Par un mémoire en défense, enregistré le 28 septembre 2020, le préfet de la Gironde conclut au rejet de la requête et à la confirmation du jugement attaqué.
Il indique qu'il s'en rapporte à son mémoire de première instance.
Par une décision n° 2020/002841 du 26 mars 2020, le bureau d'aide juridictionnelle du tribunal judiciaire de Bordeaux a accordé à Mme F... le bénéfice de l'aide juridictionnelle totale.
Vu les autres pièces du dossier.
Vu :
- la convention européenne de sauvegarde des droits de l'homme et des libertés fondamentales ;
- le code de l'entrée et du séjour des étrangers et du droit d'asile ;
- le code civil ;
- la loi n° 91-647 du 10 juillet 1991 modifiée ;
- le code de justice administrative.
Le président de la formation de jugement a dispensé le rapporteur public, sur sa proposition, de prononcer des conclusions à l'audience.
Les parties ont été régulièrement averties du jour de l'audience.
Ont été entendus au cours de l'audience publique :
- le rapport de Mme E... G...,
- et les observations de Me C..., représentant Mme F....
Considérant ce qui suit :
1. Mme F... née le 20 juin 1992, de nationalité comorienne, serait entrée en France le 22 juillet 2015, en provenance d'Italie. A la suite de la naissance de son fils A... le 9 novembre 2016 à Bordeaux, issu de sa relation avec un ressortissant français, elle a sollicité le 30 mai 2017 un titre de séjour en qualité de parent d'enfant français.
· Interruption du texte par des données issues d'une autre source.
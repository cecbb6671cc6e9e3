//! Canonical PostGIS function catalogue shared by the Diesel bindings and
//! tooling.
//!
//! One entry per Rust binding. Overloads of the same SQL function are
//! separate entries distinguished by their parameter list.

use crate::error::{Result, StqlError};
use crate::geometry::Geometry;

/// SQL-level kind of a binding parameter.
#[derive(Debug, Clone, Copy, PartialEq, Eq, Hash)]
pub enum ArgKind {
    /// `geometry` expression.
    Geometry,
    /// `text` holding WKT/EWKT, passed through `ST_GeomFromEWKT`.
    Ewkt,
    Double,
    Integer,
    Text,
}

/// SQL-level kind of a binding result. Every result is nullable.
#[derive(Debug, Clone, Copy, PartialEq, Eq, Hash)]
pub enum ReturnKind {
    Geometry,
    Bool,
    Integer,
    Double,
    Text,
}

#[derive(Debug, Clone, Copy, PartialEq, Eq, Hash)]
pub enum FunctionFamily {
    Io,
    Constructor,
    Accessor,
    Processing,
    Editor,
    Affine,
    Validation,
}

/// Canonical declaration of one binding.
#[derive(Debug, Clone, Copy, PartialEq, Eq)]
pub struct FunctionSpec {
    /// Rust binding name, unique across the catalogue.
    pub method: &'static str,
    /// Function name emitted in SQL.
    pub sql_name: &'static str,
    pub params: &'static [ArgKind],
    pub returns: ReturnKind,
    pub family: FunctionFamily,
    /// Only PostGIS can evaluate this entry.
    pub server_side_only: bool,
}

impl FunctionSpec {
    /// Argument count as rendered in SQL. Text overloads count the wrapped
    /// WKT argument once.
    pub const fn n_arg(&self) -> usize {
        self.params.len()
    }

    /// Fail with [`StqlError::NotDirectlyInvocable`] unless this entry can be
    /// evaluated without a database.
    pub fn ensure_client_evaluable(&self) -> Result<()> {
        if self.server_side_only {
            return Err(StqlError::NotDirectlyInvocable {
                function: self.method,
            });
        }
        Ok(())
    }

    /// Evaluate a client-evaluable text I/O entry over string arguments.
    ///
    /// Geometry arguments are EWKT. Geometry results come back as EWKT.
    ///
    /// ```
    /// use stql_core::function_catalog::lookup;
    ///
    /// let as_text = lookup("st_astext").unwrap();
    /// assert_eq!(as_text.evaluate_text(&["SRID=4326;POINT(1 2)"]).unwrap(), "POINT(1 2)");
    ///
    /// let rotate = lookup("st_rotate").unwrap();
    /// assert!(rotate.evaluate_text(&["POINT(1 2)", "1.0"]).is_err());
    /// ```
    pub fn evaluate_text(&self, args: &[&str]) -> Result<String> {
        self.ensure_client_evaluable()?;
        if args.len() != self.n_arg() {
            return Err(StqlError::InvalidInput(format!(
                "{} expects {} argument(s), got {}",
                self.method,
                self.n_arg(),
                args.len()
            )));
        }
        let geom: Geometry = args[0].parse()?;
        match (self.method, self.returns) {
            ("st_geomfromtext_srid", _) => {
                let srid = args[1].trim().parse::<i32>().map_err(|_| {
                    StqlError::InvalidInput(format!("invalid SRID {:?}", args[1]))
                })?;
                geom.with_srid(Some(srid)).to_ewkt()
            }
            ("st_astext", _) => geom.to_wkt(),
            (_, ReturnKind::Geometry) | ("st_asewkt", _) => geom.to_ewkt(),
            _ => Err(StqlError::NotDirectlyInvocable {
                function: self.method,
            }),
        }
    }
}

use ArgKind::{Double as D, Ewkt as E, Geometry as G, Integer as I, Text as T};

const fn server(
    method: &'static str,
    sql_name: &'static str,
    params: &'static [ArgKind],
    returns: ReturnKind,
    family: FunctionFamily,
) -> FunctionSpec {
    FunctionSpec {
        method,
        sql_name,
        params,
        returns,
        family,
        server_side_only: true,
    }
}

const fn text_io(
    method: &'static str,
    sql_name: &'static str,
    params: &'static [ArgKind],
    returns: ReturnKind,
) -> FunctionSpec {
    FunctionSpec {
        method,
        sql_name,
        params,
        returns,
        family: FunctionFamily::Io,
        server_side_only: false,
    }
}

const fn editor(method: &'static str, sql_name: &'static str, params: &'static [ArgKind]) -> FunctionSpec {
    server(method, sql_name, params, ReturnKind::Geometry, FunctionFamily::Editor)
}

const fn affine(method: &'static str, sql_name: &'static str, params: &'static [ArgKind]) -> FunctionSpec {
    server(method, sql_name, params, ReturnKind::Geometry, FunctionFamily::Affine)
}

const fn accessor(
    method: &'static str,
    sql_name: &'static str,
    params: &'static [ArgKind],
    returns: ReturnKind,
) -> FunctionSpec {
    server(method, sql_name, params, returns, FunctionFamily::Accessor)
}

const fn processing(method: &'static str, sql_name: &'static str, params: &'static [ArgKind]) -> FunctionSpec {
    server(method, sql_name, params, ReturnKind::Geometry, FunctionFamily::Processing)
}

pub const CATALOG: &[FunctionSpec] = &[
    // I/O
    text_io("st_geomfromtext", "ST_GeomFromText", &[T], ReturnKind::Geometry),
    text_io("st_geomfromtext_srid", "ST_GeomFromText", &[T, I], ReturnKind::Geometry),
    text_io("st_geomfromewkt", "ST_GeomFromEWKT", &[T], ReturnKind::Geometry),
    text_io("st_astext", "ST_AsText", &[G], ReturnKind::Text),
    text_io("st_asewkt", "ST_AsEWKT", &[G], ReturnKind::Text),
    // Constructors
    server("st_makepoint", "ST_MakePoint", &[D, D], ReturnKind::Geometry, FunctionFamily::Constructor),
    server("st_makepoint_xyz", "ST_MakePoint", &[D, D, D], ReturnKind::Geometry, FunctionFamily::Constructor),
    server("st_makepoint_xyzm", "ST_MakePoint", &[D, D, D, D], ReturnKind::Geometry, FunctionFamily::Constructor),
    // Accessors
    accessor("geometry_type", "GeometryType", &[G], ReturnKind::Text),
    accessor("st_boundary", "ST_Boundary", &[G], ReturnKind::Geometry),
    accessor("st_dimension", "ST_Dimension", &[G], ReturnKind::Integer),
    accessor("st_endpoint", "ST_EndPoint", &[G], ReturnKind::Geometry),
    accessor("st_envelope", "ST_Envelope", &[G], ReturnKind::Geometry),
    accessor("st_isempty", "ST_IsEmpty", &[G], ReturnKind::Bool),
    accessor("st_numgeometries", "ST_NumGeometries", &[G], ReturnKind::Integer),
    accessor("st_numpoints", "ST_NumPoints", &[G], ReturnKind::Integer),
    accessor("st_x", "ST_X", &[G], ReturnKind::Double),
    accessor("st_y", "ST_Y", &[G], ReturnKind::Double),
    accessor("st_z", "ST_Z", &[G], ReturnKind::Double),
    accessor("st_m", "ST_M", &[G], ReturnKind::Double),
    // Processing
    processing("st_centroid", "ST_Centroid", &[G]),
    processing("st_convexhull", "ST_ConvexHull", &[G]),
    processing("st_difference", "ST_Difference", &[G, G]),
    processing("st_union", "ST_Union", &[G, G]),
    // Editors
    editor("st_addpoint", "ST_AddPoint", &[G, G]),
    editor("st_addpoint_at", "ST_AddPoint", &[G, G, I]),
    editor("st_collectionextract", "ST_CollectionExtract", &[G, I]),
    editor("st_collectionhomogenize", "ST_CollectionHomogenize", &[G]),
    editor("st_force2d", "ST_Force2D", &[G]),
    editor("st_force3d", "ST_Force3D", &[G]),
    editor("st_force3dz", "ST_Force3DZ", &[G]),
    editor("st_force3dm", "ST_Force3DM", &[G]),
    editor("st_force4d", "ST_Force4D", &[G]),
    editor("st_forcepolygonccw", "ST_ForcePolygonCCW", &[G]),
    editor("st_forcecollection", "ST_ForceCollection", &[G]),
    editor("st_forcepolygoncw", "ST_ForcePolygonCW", &[G]),
    editor("st_forcesfs", "ST_ForceSFS", &[G]),
    editor("st_forcesfs_version", "ST_ForceSFS", &[G, T]),
    editor("st_forcesfs_text", "ST_ForceSFS", &[E]),
    editor("st_forcerhr", "ST_ForceRHR", &[G]),
    editor("st_forcecurve", "ST_ForceCurve", &[G]),
    editor("st_linemerge", "ST_LineMerge", &[G]),
    editor("st_multi", "ST_Multi", &[G]),
    editor("st_normalize", "ST_Normalize", &[G]),
    editor("st_quantizecoordinates", "ST_QuantizeCoordinates", &[G, I]),
    editor("st_quantizecoordinates_xyzm", "ST_QuantizeCoordinates", &[G, I, I, I, I]),
    editor("st_removepoint", "ST_RemovePoint", &[G, I]),
    editor("st_reverse", "ST_Reverse", &[G]),
    editor("st_segmentize", "ST_Segmentize", &[G, D]),
    editor("st_segmentize_text", "ST_Segmentize", &[E, D]),
    editor("st_setpoint", "ST_SetPoint", &[G, I, G]),
    editor("st_snaptogrid", "ST_SnapToGrid", &[G, D]),
    editor("st_snaptogrid_xy", "ST_SnapToGrid", &[G, D, D]),
    editor("st_snaptogrid_origin", "ST_SnapToGrid", &[G, D, D, D, D]),
    editor("st_snaptogrid_point", "ST_SnapToGrid", &[G, G, D, D, D, D]),
    editor("st_snap", "ST_Snap", &[G, G, D]),
    editor("st_swapordinates", "ST_SwapOrdinates", &[G, T]),
    editor("st_swapordinates_text", "ST_SwapOrdinates", &[E, T]),
    // Affine transforms
    affine("st_affine", "ST_Affine", &[G, D, D, D, D, D, D, D, D, D, D, D, D]),
    affine("st_affine_text", "ST_Affine", &[E, D, D, D, D, D, D, D, D, D, D, D, D]),
    affine("st_affine_2d", "ST_Affine", &[G, D, D, D, D, D, D]),
    affine("st_affine_2d_text", "ST_Affine", &[E, D, D, D, D, D, D]),
    affine("st_rotate", "ST_Rotate", &[G, D]),
    affine("st_rotate_text", "ST_Rotate", &[E, D]),
    affine("st_rotate_xy", "ST_Rotate", &[G, D, D, D]),
    affine("st_rotate_xy_text", "ST_Rotate", &[E, D, D, D]),
    affine("st_rotate_origin", "ST_Rotate", &[G, D, G]),
    affine("st_rotate_origin_text", "ST_Rotate", &[E, D, G]),
    affine("st_rotatex", "ST_RotateX", &[G, D]),
    affine("st_rotatex_text", "ST_RotateX", &[E, D]),
    affine("st_rotatey", "ST_RotateY", &[G, D]),
    affine("st_rotatey_text", "ST_RotateY", &[E, D]),
    affine("st_rotatez", "ST_RotateZ", &[G, D]),
    affine("st_rotatez_text", "ST_RotateZ", &[E, D]),
    affine("st_scale", "ST_Scale", &[G, D, D]),
    affine("st_scale_text", "ST_Scale", &[E, D, D]),
    affine("st_scale_xyz", "ST_Scale", &[G, D, D, D]),
    affine("st_scale_xyz_text", "ST_Scale", &[E, D, D, D]),
    affine("st_scale_factor", "ST_Scale", &[G, G]),
    affine("st_scale_factor_text", "ST_Scale", &[E, G]),
    affine("st_scale_origin", "ST_Scale", &[G, G, G]),
    affine("st_scale_origin_text", "ST_Scale", &[E, G, G]),
    affine("st_translate", "ST_Translate", &[G, D, D]),
    affine("st_translate_text", "ST_Translate", &[E, D, D]),
    affine("st_translate_xyz", "ST_Translate", &[G, D, D, D]),
    affine("st_translate_xyz_text", "ST_Translate", &[E, D, D, D]),
    affine("st_transscale", "ST_TransScale", &[G, D, D, D, D]),
    affine("st_transscale_text", "ST_TransScale", &[E, D, D, D, D]),
    // Validation
    server("st_isvalid", "ST_IsValid", &[G], ReturnKind::Bool, FunctionFamily::Validation),
    server("st_isvalid_flags", "ST_IsValid", &[G, I], ReturnKind::Bool, FunctionFamily::Validation),
    server("st_isvalidreason", "ST_IsValidReason", &[G], ReturnKind::Text, FunctionFamily::Validation),
    server("st_isvalidreason_flags", "ST_IsValidReason", &[G, I], ReturnKind::Text, FunctionFamily::Validation),
];

/// Find the entry for a Rust binding name.
pub fn lookup(method: &str) -> Option<&'static FunctionSpec> {
    CATALOG.iter().find(|f| f.method == method)
}

/// Find the overload of `sql_name` (case-insensitive) taking `params`.
///
/// ```
/// use stql_core::function_catalog::resolve;
/// use stql_core::ArgKind::{Double, Geometry};
///
/// let spec = resolve("st_scale", &[Geometry, Double, Double, Double]).unwrap();
/// assert_eq!(spec.method, "st_scale_xyz");
/// assert!(resolve("ST_Scale", &[Geometry]).is_err());
/// ```
pub fn resolve(sql_name: &str, params: &[ArgKind]) -> Result<&'static FunctionSpec> {
    let found = CATALOG
        .iter()
        .find(|f| f.sql_name.eq_ignore_ascii_case(sql_name) && f.params == params);
    found.ok_or_else(|| {
        tracing::debug!(sql_name, n_arg = params.len(), "no catalogue overload");
        StqlError::UnknownFunction {
            name: sql_name.to_string(),
            n_arg: params.len(),
        }
    })
}

/// All overloads sharing one SQL name, in catalogue order.
pub fn overloads(sql_name: &str) -> impl Iterator<Item = &'static FunctionSpec> + '_ {
    CATALOG
        .iter()
        .filter(move |f| f.sql_name.eq_ignore_ascii_case(sql_name))
}

pub fn family(family: FunctionFamily) -> impl Iterator<Item = &'static FunctionSpec> {
    CATALOG.iter().filter(move |f| f.family == family)
}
Elle relève appel du jugement du 20 novembre 2019 par lequel le tribunal administratif de Bordeaux a rejeté sa demande d'annulation de l'arrêté du 29 janvier 2019 par lequel le préfet de la Gironde a refusé de lui délivrer un titre de séjour, lui a fait obligation de quitter le territoire français dans le délai de trente jours, a fixé le pays de destination et a prononcé à son encontre une interdiction de retour sur le territoire français pendant une durée de deux ans.
Sur les conclusions aux fins d'annulation :
2. Aux termes de l'article L. 313-11 du code de l'entrée et du séjour des étrangers et du droit d'asile : " Sauf si sa présence constitue une menace pour l'ordre public, la carte de séjour temporaire portant la mention "vie privée et familiale" est délivrée de plein droit : / (...) / 6° A l'étranger ne vivant pas en état de polygamie, qui est père ou mère d'un enfant français mineur résidant en France, à la condition qu'il établisse contribuer effectivement à l'entretien et à l'éducation de l'enfant dans les conditions prévues par l'article 371-2 du code civil depuis la naissance de celui-ci ou depuis au moins deux ans, sans que la condition prévue à l'article L. 313-2 soit exigée (...).
3. Si un acte de droit privé opposable aux tiers est en principe opposable dans les mêmes conditions à l'administration tant qu'il n'a pas été déclaré nul par le juge judiciaire, il appartient cependant à l'administration, lorsque se révèle une fraude commise en vue d'obtenir l'application de dispositions de droit public, d'y faire échec même dans le cas où cette fraude revêt la forme d'un acte de droit privé. Ce principe peut conduire l'administration, qui doit exercer ses compétences sans pouvoir renvoyer une question préjudicielle à l'autorité judiciaire, à ne pas tenir compte, dans l'exercice de ces compétences, d'actes de droit privé opposables aux tiers. Tel est le cas pour la mise en oeuvre des dispositions du 6° de l'article L. 313-11 du code de l'entrée et du séjour des étrangers et du droit d'asile, qui n'ont pas entendu écarter l'application des principes ci-dessus rappelés. Par conséquent, si la reconnaissance d'un enfant est opposable aux tiers, en tant qu'elle établit un lien de filiation et, le cas échéant, en tant qu'elle permet l'acquisition par l'enfant de la nationalité française, dès lors que cette reconnaissance a été effectuée conformément aux conditions prévues par le code civil et s'impose donc en principe à l'administration tant qu'une action en contestation de filiation n'a pas abouti, il appartient néanmoins au préfet, s'il est établi, lors de l'examen d'une demande de titre de séjour présentée sur le fondement du 6° de l'article L. 313-11 du code de l'entrée et du séjour des étrangers et du droit d'asile, que la reconnaissance de paternité a été souscrite dans le but de faciliter l'obtention de la nationalité française ou d'un titre de séjour, de faire échec à cette fraude et de refuser, sous le contrôle du juge de l'excès de pouvoir, tant que la prescription prévue par les articles 321 et 335 du code civil n'est pas acquise, la délivrance de la carte de séjour temporaire sollicitée par la personne se présentant comme père ou mère d'un enfant français.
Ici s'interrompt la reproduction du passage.